Tian Zhu, co-founder and CEO of GenEditBio, explained their innovation: "We have developed a proprietary ePDV, or engineered protein delivery vehicle, and it’s a virus-like particle." She added, "We learn from nature and use AI machine learning methods to mine natural resources and find which kinds of viruses have an affinity to certain types of tissues." These "natural resources" refer to GenEditBio's extensive library of thousands of unique, nonviral, nonlipid polymer nanoparticles, which serve as sophisticated delivery vehicles for safely transporting gene-editing tools into specific cells.

GenEditBio's NanoGalaxy platform employs AI to analyze data, identifying correlations between chemical structures and specific tissue targets like the eye, liver, or nervous system. The AI then predicts optimal modifications to a delivery vehicle's chemistry to ensure it can carry its therapeutic payload without triggering an immune response. The company rigorously tests its ePDVs in vivo in wet labs, feeding the results back into the AI system to continuously refine its predictive accuracy for subsequent rounds of development. Zhu highlighted that efficient, tissue-specific delivery is crucial for successful in vivo gene editing, noting that their approach reduces manufacturing costs and standardizes a process historically difficult to scale. "It’s like getting an off-the-shelf drug [that works] for multiple patients, which makes the drugs more affordable and accessible to patients globally," Zhu affirmed. The company recently received FDA approval to commence trials for CRISPR therapy targeting corneal dystrophy.

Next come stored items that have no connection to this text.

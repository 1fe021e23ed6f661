//! Domain model for redemption codes.
//!
//! # Responsibility
//! - Define the canonical record shape shared by registry and storage.
//!
//! # Invariants
//! - Every record is identified by a stable `CodeId`.
//! - Deletion is a hard removal from the collection; there are no tombstones.

pub mod code;
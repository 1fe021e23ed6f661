//! Named key-value slot contracts and implementations.
//!
//! # Responsibility
//! - Provide `get`/`set` over string keys, the shape of a browser
//!   local-storage slot.
//! - Keep SQL details inside the persistence boundary.
//!
//! # Invariants
//! - Keys are non-empty after trimming.
//! - `set` replaces the whole value atomically.

use super::{RepoError, RepoResult};
use rusqlite::{params, Connection, OptionalExtension};
use std::cell::RefCell;
use std::collections::HashMap;
use std::time::{SystemTime, UNIX_EPOCH};

/// Storage interface for one or more named slots.
pub trait SlotRepository {
    /// Reads the value stored under `key`, `None` when the slot is empty.
    fn get(&self, key: &str) -> RepoResult<Option<String>>;
    /// Replaces the value stored under `key`.
    fn set(&self, key: &str, value: &str) -> RepoResult<()>;
}

impl<T: SlotRepository + ?Sized> SlotRepository for &T {
    fn get(&self, key: &str) -> RepoResult<Option<String>> {
        (**self).get(key)
    }

    fn set(&self, key: &str, value: &str) -> RepoResult<()> {
        (**self).set(key, value)
    }
}

/// SQLite-backed slot repository over the `kv_slots` table.
pub struct SqliteSlotRepository<'conn> {
    conn: &'conn Connection,
}

impl<'conn> SqliteSlotRepository<'conn> {
    /// Wraps a connection returned by `db::open_db` / `db::open_db_in_memory`.
    pub fn new(conn: &'conn Connection) -> Self {
        Self { conn }
    }
}

impl SlotRepository for SqliteSlotRepository<'_> {
    fn get(&self, key: &str) -> RepoResult<Option<String>> {
        let key = normalize_key(key)?;
        let value = self
            .conn
            .query_row(
                "SELECT value FROM kv_slots WHERE key = ?1;",
                [key],
                |row| row.get::<_, String>(0),
            )
            .optional()?;
        Ok(value)
    }

    fn set(&self, key: &str, value: &str) -> RepoResult<()> {
        let key = normalize_key(key)?;
        self.conn.execute(
            "INSERT INTO kv_slots (key, value, updated_at)
             VALUES (?1, ?2, ?3)
             ON CONFLICT(key) DO UPDATE SET
                value = excluded.value,
                updated_at = excluded.updated_at;",
            params![key, value, now_epoch_ms()],
        )?;
        Ok(())
    }
}

/// Process-local slot repository.
///
/// Single-threaded by construction (`RefCell`), matching the registry's
/// one-writer model.
#[derive(Debug, Default)]
pub struct MemorySlotRepository {
    slots: RefCell<HashMap<String, String>>,
}

impl MemorySlotRepository {
    pub fn new() -> Self {
        Self::default()
    }

    /// Number of non-empty slots.
    pub fn len(&self) -> usize {
        self.slots.borrow().len()
    }

    pub fn is_empty(&self) -> bool {
        self.slots.borrow().is_empty()
    }
}

impl SlotRepository for MemorySlotRepository {
    fn get(&self, key: &str) -> RepoResult<Option<String>> {
        let key = normalize_key(key)?;
        Ok(self.slots.borrow().get(key).cloned())
    }

    fn set(&self, key: &str, value: &str) -> RepoResult<()> {
        let key = normalize_key(key)?;
        self.slots
            .borrow_mut()
            .insert(key.to_string(), value.to_string());
        Ok(())
    }
}

fn normalize_key(key: &str) -> RepoResult<&str> {
    let trimmed = key.trim();
    if trimmed.is_empty() {
        return Err(RepoError::InvalidKey(key.to_string()));
    }
    Ok(trimmed)
}

fn now_epoch_ms() -> i64 {
    SystemTime::now()
        .duration_since(UNIX_EPOCH)
        .map_or(0, |elapsed| {
            i64::try_from(elapsed.as_millis()).unwrap_or(i64::MAX)
        })
}

#[cfg(test)]
mod tests {
    use super::{MemorySlotRepository, SlotRepository};
    use crate::repo::RepoError;

    #[test]
    fn memory_slots_set_and_overwrite() {
        let repo = MemorySlotRepository::new();
        assert_eq!(repo.get("k").unwrap(), None);

        repo.set("k", "v1").unwrap();
        repo.set("k", "v2").unwrap();
        assert_eq!(repo.get("k").unwrap().as_deref(), Some("v2"));
        assert_eq!(repo.len(), 1);
        assert!(!repo.is_empty());
    }

    #[test]
    fn blank_key_is_rejected() {
        let repo = MemorySlotRepository::new();
        let err = repo.set("   ", "v").unwrap_err();
        assert!(matches!(err, RepoError::InvalidKey(_)));
    }
}
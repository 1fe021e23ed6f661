//! Core logging bootstrap and safety policy.
//!
//! # Responsibility
//! - Initialize file-based rolling logs exactly once per process.
//! - Emit metadata-only diagnostic events from the registry.
//!
//! # Invariants
//! - Logging init is idempotent for the same level and directory.
//! - Logging initialization must not panic.
//! - Re-initialization with a different level or directory is rejected.
//! - Code text and claimant names are never written to logs.

use flexi_logger::{Cleanup, Criterion, FileSpec, Logger, LoggerHandle, Naming, WriteMode};
use log::{error, info};
use once_cell::sync::OnceCell;
use std::path::{Path, PathBuf};

const LOG_FILE_BASENAME: &str = "redeem_codes";
const MAX_LOG_FILE_SIZE_BYTES: u64 = 10 * 1024 * 1024;
const MAX_LOG_FILES: usize = 5;
const MAX_PANIC_PAYLOAD_CHARS: usize = 160;

static LOGGING_STATE: OnceCell<LoggingState> = OnceCell::new();
static PANIC_HOOK_INSTALLED: OnceCell<()> = OnceCell::new();

struct LoggingState {
    level: &'static str,
    log_dir: PathBuf,
    _logger: LoggerHandle,
}

/// Initializes core logging with level and directory.
///
/// # Errors
/// - `level` is not one of `trace|debug|info|warn|error`.
/// - `log_dir` is empty, relative, or cannot be created.
/// - Logging is already active with a different level or directory.
/// - The logger backend fails to start.
pub fn init_logging(level: &str, log_dir: &str) -> Result<(), String> {
    let level = normalize_level(level)?;
    let log_dir = normalize_log_dir(log_dir)?;

    let state = LOGGING_STATE.get_or_try_init(|| start_logger(level, &log_dir))?;
    ensure_same_config(state, level, &log_dir)
}

/// Returns `(level, log_dir)` of the active logger, `None` before init.
pub fn logging_status() -> Option<(&'static str, PathBuf)> {
    LOGGING_STATE
        .get()
        .map(|state| (state.level, state.log_dir.clone()))
}

/// `debug` for debug builds, `info` for release builds.
pub fn default_log_level() -> &'static str {
    if cfg!(debug_assertions) {
        "debug"
    } else {
        "info"
    }
}

fn start_logger(level: &'static str, log_dir: &Path) -> Result<LoggingState, String> {
    std::fs::create_dir_all(log_dir).map_err(|err| {
        format!(
            "failed to create log directory `{}`: {err}",
            log_dir.display()
        )
    })?;

    let logger = Logger::try_with_str(level)
        .map_err(|err| format!("invalid log level `{level}`: {err}"))?
        .log_to_file(
            FileSpec::default()
                .directory(log_dir)
                .basename(LOG_FILE_BASENAME),
        )
        .rotate(
            Criterion::Size(MAX_LOG_FILE_SIZE_BYTES),
            Naming::Numbers,
            Cleanup::KeepLogFiles(MAX_LOG_FILES),
        )
        .write_mode(WriteMode::BufferAndFlush)
        .append()
        .format_for_files(flexi_logger::detailed_format)
        .start()
        .map_err(|err| format!("failed to start logger: {err}"))?;

    install_panic_hook_once();

    info!(
        "event=logging_init module=core status=ok platform={} build_mode={} version={} level={} log_dir={}",
        std::env::consts::OS,
        build_mode(),
        env!("CARGO_PKG_VERSION"),
        level,
        log_dir.display()
    );

    Ok(LoggingState {
        level,
        log_dir: log_dir.to_path_buf(),
        _logger: logger,
    })
}

fn ensure_same_config(state: &LoggingState, level: &str, log_dir: &Path) -> Result<(), String> {
    if state.log_dir != log_dir {
        return Err(format!(
            "logging already initialized at `{}`; refusing to switch to `{}`",
            state.log_dir.display(),
            log_dir.display()
        ));
    }
    if state.level != level {
        return Err(format!(
            "logging already initialized with level `{}`; refusing to switch to `{level}`",
            state.level
        ));
    }
    Ok(())
}

fn normalize_level(level: &str) -> Result<&'static str, String> {
    match level.trim().to_ascii_lowercase().as_str() {
        "trace" => Ok("trace"),
        "debug" => Ok("debug"),
        "info" => Ok("info"),
        "warn" | "warning" => Ok("warn"),
        "error" => Ok("error"),
        other => Err(format!(
            "unsupported log level `{other}`; expected trace|debug|info|warn|error"
        )),
    }
}

fn normalize_log_dir(log_dir: &str) -> Result<PathBuf, String> {
    let trimmed = log_dir.trim();
    if trimmed.is_empty() {
        return Err("log_dir cannot be empty".to_string());
    }
    let path = Path::new(trimmed);
    if !path.is_absolute() {
        return Err(format!("log_dir must be an absolute path, got `{trimmed}`"));
    }
    Ok(path.to_path_buf())
}

fn build_mode() -> &'static str {
    if cfg!(debug_assertions) {
        "debug"
    } else {
        "release"
    }
}

fn install_panic_hook_once() {
    if PANIC_HOOK_INSTALLED.set(()).is_err() {
        return;
    }

    let previous_hook = std::panic::take_hook();
    std::panic::set_hook(Box::new(move |panic_info| {
        // Payload may echo user input (codes, names); cap and flatten it.
        let location = panic_info
            .location()
            .map(|loc| format!("{}:{}", loc.file(), loc.line()))
            .unwrap_or_else(|| "unknown".to_string());
        let payload = panic_payload_summary(panic_info);
        error!(
            "event=panic_captured module=core status=error location={} payload={}",
            location, payload
        );
        previous_hook(panic_info);
    }));
}

fn panic_payload_summary(info: &std::panic::PanicHookInfo<'_>) -> String {
    let payload = if let Some(message) = info.payload().downcast_ref::<&str>() {
        (*message).to_string()
    } else if let Some(message) = info.payload().downcast_ref::<String>() {
        message.clone()
    } else {
        "non-string panic payload".to_string()
    };

    sanitize_message(&payload, MAX_PANIC_PAYLOAD_CHARS)
}

fn sanitize_message(value: &str, max_chars: usize) -> String {
    let normalized = value.replace(['\n', '\r'], " ");
    let mut truncated = normalized.chars().take(max_chars).collect::<String>();
    if normalized.chars().count() > max_chars {
        truncated.push_str("...");
    }
    truncated
}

Combating the Persistent Data Problem

Despite these advancements, progress in many AI-driven biotech systems ultimately confronts a significant data challenge. Accurately modeling the intricate edge cases of human biology demands a far greater volume of high-quality data than researchers currently possess. Aliper acknowledged this, stating, "We still need more ground truth data coming from patients. The corpus of data is heavily biased over the western world, where it is generated. I think we need to have more efforts locally, to have a more balanced set of original data, or ground truth data, so that our models will also be more capable of dealing with it." Insilico addresses this by operating automated labs that generate multi-layer biological data from disease samples at scale, without human intervention, which is then fed into its AI-driven discovery platform.

Zhu offered a different perspective on data, suggesting that much of what AI needs already exists within the human body, shaped by millennia of evolution. Only a small fraction of DNA directly "codes" for proteins; the majority acts as an intricate instruction manual for gene behavior. While historically challenging for humans to interpret, this information is becoming increasingly accessible to AI models, including recent initiatives like Google DeepMind’s AlphaGenome. GenEditBio applies a similar principle in its labs, testing thousands of delivery nanoparticles in parallel rather than sequentially. The resulting datasets, which Zhu describes as "gold for AI systems," are used to train their models and support growing collaborations with external partners.

Looking ahead, Aliper believes one of the next major endeavors will be the creation of digital twins of humans to conduct virtual clinical trials, a process he admits is "still in nascence." He concluded with a hopeful outlook: "We’re in a plateau of around 50 drugs approved by the FDA annually, and we need to see growth. There is a rise in chronic disorders because we are aging as a global population… My hope is in 10 to 20 years, we will have more therapeutic options for the personalized treatment of patients."